Genevieve and Sebastian love single track as much as Ben and I—must be genetic! There is something about a thin ribbon of dirt that puts a big smile on each of our faces:
Portions of the trail were open, with some loose step-ups:
We had to watch out for the spine-covered cacti on the side of the trail (I think we all had to pluck some spines out of our bodies at some point during this ride).
Connecting with Long Canyon Trail:
We could not have asked for a more perfect day.
Here is Sebastian dropping down a rocky section of Deadman’s Pass:
More gorgeous scenery:
Genevieve, starting down the Aerie Trail:
Sebastian practiced his balancing act during a water break:
The trail eventually climbed part way up Doe Mesa, the small mountain behind Genevieve below:
Winding upwards on Doe Mesa:
Looking up at the top of Doe Mesa:
Continuing onward, past more cactus:
Our trail eventually wound past a rock formation known as the Cockscomb:
Our last bit of fluid smoothness before reaching Rupp Trail:
Rupp Trail and the first part of Gardner were old jeep roads with up and down sections completely covered in a sea of loose rocks. We all got to practice our hike-a-bike technique. A lot.
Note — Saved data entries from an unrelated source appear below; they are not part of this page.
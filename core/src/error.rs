//! Error types for the toolbox core.

use thiserror::Error;

/// Result type alias for toolbox operations.
pub type Result<T> = std::result::Result<T, ToolboxError>;

/// Errors that can occur in the toolbox core.
#[derive(Error, Debug)]
pub enum ToolboxError {
    /// Tool or artifact not found.
    #[error("tool not found: {0}")]
    NotFound(String),

    /// Id collision on create, rename, or import.
    #[error("tool already exists: {0}")]
    Conflict(String),

    /// Malformed user input (empty prompt, bad id, non-positive budget).
    #[error("invalid input: {0}")]
    Validation(String),

    /// The generation backend failed or returned unusable content.
    #[error("backend error: {0}")]
    Backend(String),

    /// Serialization error.
    #[error("serialization error: {0}")]
    Serialization(#[from] serde_json::Error),

    /// Filesystem failure.
    #[error("io error: {0}")]
    Io(#[from] std::io::Error),
}
//! Token revocation store.
//!
//! DESIGN
//! ======
//! Revoked tokens are tracked by their `jti` until they would have expired
//! anyway. Redis is used when configured (`blacklist:{jti}` keys with TTL);
//! otherwise an in-process map stands in.
//!
//! ERROR HANDLING
//! ==============
//! Redis failures are logged. `is_revoked` fails open (reports not revoked)
//! and `revoke` reports `Failed`, so logout surfaces the failure while token
//! verification keeps working during a cache outage.
//!
//! Revocation is set-if-absent (`SET NX` on Redis), so of two concurrent
//! revocations of one `jti` exactly one sees `Revoked`. Refresh rotation
//! relies on this to spend a refresh token once.

use std::collections::HashMap;
use std::sync::{Arc, Mutex, PoisonError};
use std::time::{Duration, Instant};

use async_trait::async_trait;
use redis::AsyncCommands;
use redis::aio::{ConnectionManager, ConnectionManagerConfig};

const KEY_PREFIX: &str = "blacklist:";
const CONNECT_TIMEOUT: Duration = Duration::from_secs(3);

/// Result of a revocation attempt.
#[derive(Debug, Clone, Copy, PartialEq, Eq)]
pub enum Revocation {
    /// This call stored the mark.
    Revoked,
    /// The `jti` was already revoked.
    AlreadyRevoked,
    /// Nothing was stored.
    Failed,
}

impl Revocation {
    /// Whether the token is revoked after the attempt.
    #[must_use]
    pub fn is_revoked(self) -> bool {
        !matches!(self, Self::Failed)
    }
}

#[async_trait]
pub trait TokenStore: Send + Sync {
    /// Mark `jti` revoked for `ttl` unless it already is.
    async fn revoke(&self, jti: &str, ttl: Duration) -> Revocation;

    /// Whether `jti` is currently revoked.
    async fn is_revoked(&self, jti: &str) -> bool;

    /// Short backend name for health output and logs.
    fn backend(&self) -> &'static str;
}

// =============================================================================
// REDIS
// =============================================================================

pub struct RedisTokenStore {
    conn: ConnectionManager,
}

impl RedisTokenStore {
    /// Connect to Redis and verify the connection with a `PING`.
    ///
    /// # Errors
    ///
    /// Returns an error if the URL is invalid, the server is unreachable, or
    /// the connection does not come up within a few seconds.
    pub async fn connect(redis_url: &str) -> Result<Self, redis::RedisError> {
        let client = redis::Client::open(redis_url)?;
        let config = ConnectionManagerConfig::new().set_number_of_retries(1);
        let connect = client.get_connection_manager_with_config(config);
        let mut conn = tokio::time::timeout(CONNECT_TIMEOUT, connect)
            .await
            .map_err(|_| redis::RedisError::from((redis::ErrorKind::IoError, "redis connect timed out")))??;
        let _: String = redis::cmd("PING").query_async(&mut conn).await?;
        Ok(Self { conn })
    }
}

#[async_trait]
impl TokenStore for RedisTokenStore {
    async fn revoke(&self, jti: &str, ttl: Duration) -> Revocation {
        let mut conn = self.conn.clone();
        let result: redis::RedisResult<Option<String>> = redis::cmd("SET")
            .arg(format!("{KEY_PREFIX}{jti}"))
            .arg("blacklisted")
            .arg("NX")
            .arg("EX")
            .arg(ttl.as_secs().max(1))
            .query_async(&mut conn)
            .await;
        match result {
            Ok(Some(_)) => {
                tracing::info!(%jti, "token revoked");
                Revocation::Revoked
            }
            Ok(None) => Revocation::AlreadyRevoked,
            Err(e) => {
                tracing::error!(error = %e, "failed to revoke token");
                Revocation::Failed
            }
        }
    }

    async fn is_revoked(&self, jti: &str) -> bool {
        let mut conn = self.conn.clone();
        let result: redis::RedisResult<bool> = conn.exists(format!("{KEY_PREFIX}{jti}")).await;
        result.unwrap_or_else(|e| {
            tracing::error!(error = %e, "failed to check token revocation");
            false
        })
    }

    fn backend(&self) -> &'static str {
        "redis"
    }
}

// =============================================================================
// IN-MEMORY
// =============================================================================

/// Process-local store used when Redis is not configured or unreachable.
#[derive(Clone, Default)]
pub struct MemoryTokenStore {
    revoked: Arc<Mutex<HashMap<String, Instant>>>,
}

impl MemoryTokenStore {
    #[must_use]
    pub fn new() -> Self {
        Self::default()
    }

    pub(crate) fn revoke_at(&self, jti: &str, ttl: Duration, now: Instant) -> Revocation {
        let mut revoked = self.revoked.lock().unwrap_or_else(PoisonError::into_inner);
        revoked.retain(|_, expires| *expires > now);
        if revoked.contains_key(jti) {
            return Revocation::AlreadyRevoked;
        }
        revoked.insert(jti.to_owned(), now + ttl);
        Revocation::Revoked
    }

    pub(crate) fn is_revoked_at(&self, jti: &str, now: Instant) -> bool {
        let revoked = self.revoked.lock().unwrap_or_else(PoisonError::into_inner);
        revoked.get(jti).is_some_and(|expires| *expires > now)
    }
}

#[async_trait]
impl TokenStore for MemoryTokenStore {
    async fn revoke(&self, jti: &str, ttl: Duration) -> Revocation {
        self.revoke_at(jti, ttl, Instant::now())
    }

    async fn is_revoked(&self, jti: &str) -> bool {
        self.is_revoked_at(jti, Instant::now())
    }

    fn backend(&self) -> &'static str {
        "memory"
    }
}

/// Pick Redis when a URL is configured and reachable, else the in-memory store.
pub async fn connect(redis_url: Option<&str>) -> Arc<dyn TokenStore> {
    let Some(url) = redis_url else {
        tracing::warn!("REDIS_URL not set; token revocation is process-local");
        return Arc::new(MemoryTokenStore::new());
    };
    match RedisTokenStore::connect(url).await {
        Ok(store) => {
            tracing::info!("redis token store connected");
            Arc::new(store)
        }
        Err(e) => {
            tracing::error!(error = %e, "failed to connect to redis; token revocation is process-local");
            Arc::new(MemoryTokenStore::new())
        }
    }
}

#[cfg(test)]
#[path = "token_store_test.rs"]
mod tests;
We decided to take a “short cut” (you know, one of those shorter lines on the map that seems like a good choice at the start), and practiced more of our hike-a-bike skills on Two Fence Trail. During a riding portion, we happened upon this critter:
He didn’t want to budge. We didn’t want him to get run over by other bikers, so I took a long stick and gently lifted his tail to encourage him to move. He took some convincing but finally slithered off into the bushes.
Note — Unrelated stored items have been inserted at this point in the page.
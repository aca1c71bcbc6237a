//! Per-user scent profile (quiz ratings) and owned-fragrance collection.
//!
//! DESIGN
//! ======
//! Saving a quiz replaces the previous ratings wholesale and marks
//! onboarding complete. Owned fragrances are insert-only: IDs already in the
//! user's collection are left untouched and not counted.

use std::collections::{BTreeMap, HashSet};

use serde::{Deserialize, Serialize};
use sqlx::PgPool;
use sqlx::types::Json;
use time::OffsetDateTime;
use uuid::Uuid;

use crate::services::fragrance::{FRAGRANCE_COLUMNS, FragranceRow};

/// Ratings keyed by normalized note/accord name.
pub type Ratings = BTreeMap<String, i32>;

#[derive(Debug, thiserror::Error)]
pub enum ScentProfileError {
    #[error("Fragrances not found: {}", format_ids(.0))]
    UnknownFragrances(Vec<Uuid>),
    #[error("database error: {0}")]
    Database(#[from] sqlx::Error),
}

fn format_ids(ids: &[Uuid]) -> String {
    ids.iter().map(Uuid::to_string).collect::<Vec<_>>().join(", ")
}

/// Where an owned fragrance entry came from.
#[derive(Debug, Clone, Copy, Default, PartialEq, Eq, Serialize, Deserialize)]
#[serde(rename_all = "snake_case")]
pub enum FragranceSource {
    #[default]
    Onboarding,
    AddedLater,
    Wishlist,
}

impl FragranceSource {
    #[must_use]
    pub fn as_str(self) -> &'static str {
        match self {
            Self::Onboarding => "onboarding",
            Self::AddedLater => "added_later",
            Self::Wishlist => "wishlist",
        }
    }

    /// Wishlist entries are tracked but not part of the owned collection.
    #[must_use]
    pub fn is_owned(self) -> bool {
        !matches!(self, Self::Wishlist)
    }
}

#[derive(Debug, Clone, sqlx::FromRow)]
pub struct ScentProfileRow {
    pub user_id: Uuid,
    pub liked_notes: Json<Ratings>,
    pub liked_accords: Json<Ratings>,
    pub onboarding_complete: bool,
    pub onboarding_complete_at: Option<OffsetDateTime>,
}

/// A fragrance in a user's collection with the time it was added.
#[derive(Debug, Clone, sqlx::FromRow)]
pub struct OwnedFragrance {
    #[sqlx(flatten)]
    pub fragrance: FragranceRow,
    pub added_at: OffsetDateTime,
}

// =============================================================================
// QUIZ
// =============================================================================

/// Replace the user's quiz ratings and mark onboarding complete.
///
/// # Errors
///
/// Returns a database error if the upsert fails.
pub async fn save_quiz(pool: &PgPool, user_id: Uuid, notes: &Ratings, accords: &Ratings) -> Result<(), ScentProfileError> {
    sqlx::query(
        "INSERT INTO user_scent_profiles (user_id, liked_notes, liked_accords, onboarding_complete, onboarding_complete_at)
         VALUES ($1, $2, $3, TRUE, now())
         ON CONFLICT (user_id) DO UPDATE SET
             liked_notes = EXCLUDED.liked_notes,
             liked_accords = EXCLUDED.liked_accords,
             onboarding_complete = TRUE,
             onboarding_complete_at = now(),
             updated_at = now()",
    )
    .bind(user_id)
    .bind(Json(notes))
    .bind(Json(accords))
    .execute(pool)
    .await?;

    tracing::info!(%user_id, notes = notes.len(), accords = accords.len(), "quiz profile saved");
    Ok(())
}

/// Load the user's scent profile, if they have one.
///
/// # Errors
///
/// Returns a database error if the query fails.
pub async fn find_profile(pool: &PgPool, user_id: Uuid) -> Result<Option<ScentProfileRow>, ScentProfileError> {
    let row = sqlx::query_as::<_, ScentProfileRow>(
        "SELECT user_id, liked_notes, liked_accords, onboarding_complete, onboarding_complete_at
         FROM user_scent_profiles WHERE user_id = $1",
    )
    .bind(user_id)
    .fetch_optional(pool)
    .await?;
    Ok(row)
}

// =============================================================================
// COLLECTION
// =============================================================================

/// Add fragrances to the user's collection. Returns how many were new.
///
/// # Errors
///
/// Returns `UnknownFragrances` listing every ID missing from the catalog, or a
/// database error.
pub async fn save_owned(
    pool: &PgPool,
    user_id: Uuid,
    fragrance_ids: &[Uuid],
    source: FragranceSource,
) -> Result<usize, ScentProfileError> {
    let existing: HashSet<Uuid> =
        sqlx::query_scalar::<_, Uuid>("SELECT id FROM fragrances WHERE id = ANY($1)")
            .bind(fragrance_ids)
            .fetch_all(pool)
            .await?
            .into_iter()
            .collect();
    let unknown = unknown_ids(fragrance_ids, &existing);
    if !unknown.is_empty() {
        return Err(ScentProfileError::UnknownFragrances(unknown));
    }

    let mut tx = pool.begin().await?;
    let mut inserted = 0_usize;
    for id in fragrance_ids {
        let result = sqlx::query(
            "INSERT INTO user_fragrances (user_id, fragrance_id, source, owned)
             VALUES ($1, $2, $3, $4)
             ON CONFLICT (user_id, fragrance_id) DO NOTHING",
        )
        .bind(user_id)
        .bind(id)
        .bind(source.as_str())
        .bind(source.is_owned())
        .execute(&mut *tx)
        .await?;
        if result.rows_affected() > 0 {
            inserted = inserted.saturating_add(1);
        }
    }
    tx.commit().await?;

    tracing::info!(%user_id, requested = fragrance_ids.len(), inserted, "owned fragrances saved");
    Ok(inserted)
}

/// Requested IDs not present in `existing`, in request order, without repeats.
pub(crate) fn unknown_ids(requested: &[Uuid], existing: &HashSet<Uuid>) -> Vec<Uuid> {
    let mut seen = HashSet::new();
    requested
        .iter()
        .filter(|id| !existing.contains(id) && seen.insert(**id))
        .copied()
        .collect()
}

/// The user's owned fragrances, most recently added first.
///
/// # Errors
///
/// Returns a database error if the query fails.
pub async fn owned_fragrances(pool: &PgPool, user_id: Uuid) -> Result<Vec<OwnedFragrance>, ScentProfileError> {
    let rows = sqlx::query_as::<_, OwnedFragrance>(&format!(
        "SELECT {FRAGRANCE_COLUMNS}, uf.added_at
         FROM user_fragrances uf
         JOIN fragrances f ON f.id = uf.fragrance_id
         WHERE uf.user_id = $1 AND uf.owned
         ORDER BY uf.added_at DESC, f.name"
    ))
    .bind(user_id)
    .fetch_all(pool)
    .await?;
    Ok(rows)
}

#[cfg(test)]
#[path = "scent_profile_test.rs"]
mod tests;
For our second ride, we chose a more mellow set of trails that wove around Bell Rock and Courthouse Mesa. For those who want trail names, we rode Big Park Loop, the Single Track ByPass, single track around Little Bell, and part of Bell Rock Pathway.
Ben had to pump up his tire first—we think a cactus spine from yesterday was causing a slow leak.
Genevieve, waiting, with Courthouse Mesa in the distance:
Bell Rock and Courthouse Mesa sit next to each other. In front, there are some looping single track trails that are just pure fun.
Pausing on the side of Courthouse Butte:
Heading toward Bell Rock:
Closer to Bell Rock:
We dropped down into the Single Track ByPass (steeper and rockier than it looks, and a lot more fun going downhill than uphill—we did the trail both ways):
We also took a single track trail that disappeared once it reached the slick rock portions on the side of a smaller hill called Baby Bell. We had to skirt the edge of some narrow ledges, with drop-offs (don't look down!), and sail across to the other side. Then we dropped down to the main trail:
One thing that amazed me was the amount of plant life that was growing on top of the red rocks.
Here is a closer look at Bell Rock, with its many plants:
This brilliant patch of cacti was growing on the western side:
For our final ride in Sedona, we selected a 10-mile set of intermediate/advanced trails called Carroll Canyon Loops, with a series of up-and-down hills and some slick rock thrown in for good measure. (Our route was Ridge Trail—Secret SlickRock—Chavez Ranch Road—Secret SlickRock again—Ramshead Trail—Old Post Trail.)
Ridge Trail had some fun drops and climbs. Here is Sebastian dropping down before pedaling back up some rocky steps:
More photos from Ridge Trail:
On the Secret SlickRock trail, Genevieve spied a heart-shaped cactus, to her right in the photo below:
Then we entered a wide expanse of slickrock, which overlooked Crescent Moon Park and the distant Cathedral Rock:
The path back might appear to be dirt and rocks with some scrubby bushes:
But if you look real close, you will find some beautiful little surprises:
Bicycles proved to be a grand way to explore different regions of Sedona, allowing us to cover a lot of territory and feel an intimate connection with the land.
Some people say that Sedona is one of the most beautiful places in the world. They might just be right.